PROBLEM REQUIREMENTS
Your task is to show every line in the listing below that includes "major".

DATASET RECORDS
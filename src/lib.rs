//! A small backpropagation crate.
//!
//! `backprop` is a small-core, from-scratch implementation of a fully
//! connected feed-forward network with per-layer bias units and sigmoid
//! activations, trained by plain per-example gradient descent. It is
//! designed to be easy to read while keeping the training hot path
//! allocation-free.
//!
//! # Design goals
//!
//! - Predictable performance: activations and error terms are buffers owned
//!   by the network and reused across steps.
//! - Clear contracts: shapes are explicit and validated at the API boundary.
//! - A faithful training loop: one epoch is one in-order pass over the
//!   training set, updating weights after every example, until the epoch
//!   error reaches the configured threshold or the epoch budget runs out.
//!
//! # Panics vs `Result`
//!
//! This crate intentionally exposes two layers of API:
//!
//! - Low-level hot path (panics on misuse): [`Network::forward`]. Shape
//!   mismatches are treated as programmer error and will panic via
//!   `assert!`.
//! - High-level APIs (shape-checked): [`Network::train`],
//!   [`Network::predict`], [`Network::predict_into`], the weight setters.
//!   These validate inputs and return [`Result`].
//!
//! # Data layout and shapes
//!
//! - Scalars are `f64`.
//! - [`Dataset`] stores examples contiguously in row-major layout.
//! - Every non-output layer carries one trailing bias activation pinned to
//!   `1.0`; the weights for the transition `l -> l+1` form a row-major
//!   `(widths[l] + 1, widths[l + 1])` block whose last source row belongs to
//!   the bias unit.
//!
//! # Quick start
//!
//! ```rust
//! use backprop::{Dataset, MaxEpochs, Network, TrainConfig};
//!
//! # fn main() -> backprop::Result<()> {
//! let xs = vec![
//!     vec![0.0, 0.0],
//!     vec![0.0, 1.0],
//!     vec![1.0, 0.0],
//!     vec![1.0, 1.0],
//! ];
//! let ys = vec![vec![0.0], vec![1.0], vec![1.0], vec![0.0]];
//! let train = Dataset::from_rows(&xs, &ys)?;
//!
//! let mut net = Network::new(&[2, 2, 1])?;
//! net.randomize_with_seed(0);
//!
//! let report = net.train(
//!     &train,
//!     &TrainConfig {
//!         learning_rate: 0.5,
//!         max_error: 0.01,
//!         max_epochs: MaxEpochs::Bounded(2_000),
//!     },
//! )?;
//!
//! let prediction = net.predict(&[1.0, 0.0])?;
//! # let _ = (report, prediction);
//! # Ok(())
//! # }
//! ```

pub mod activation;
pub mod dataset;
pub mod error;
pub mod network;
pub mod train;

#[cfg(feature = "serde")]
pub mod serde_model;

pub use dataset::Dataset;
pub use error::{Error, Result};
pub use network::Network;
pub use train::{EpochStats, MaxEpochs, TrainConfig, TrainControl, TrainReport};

REPLY TO THE EXERCISE
//! - [`Dataset`] stores examples contiguously in row-major layout.
//!   `1.0`; the weights for the transition `l -> l+1` form a row-major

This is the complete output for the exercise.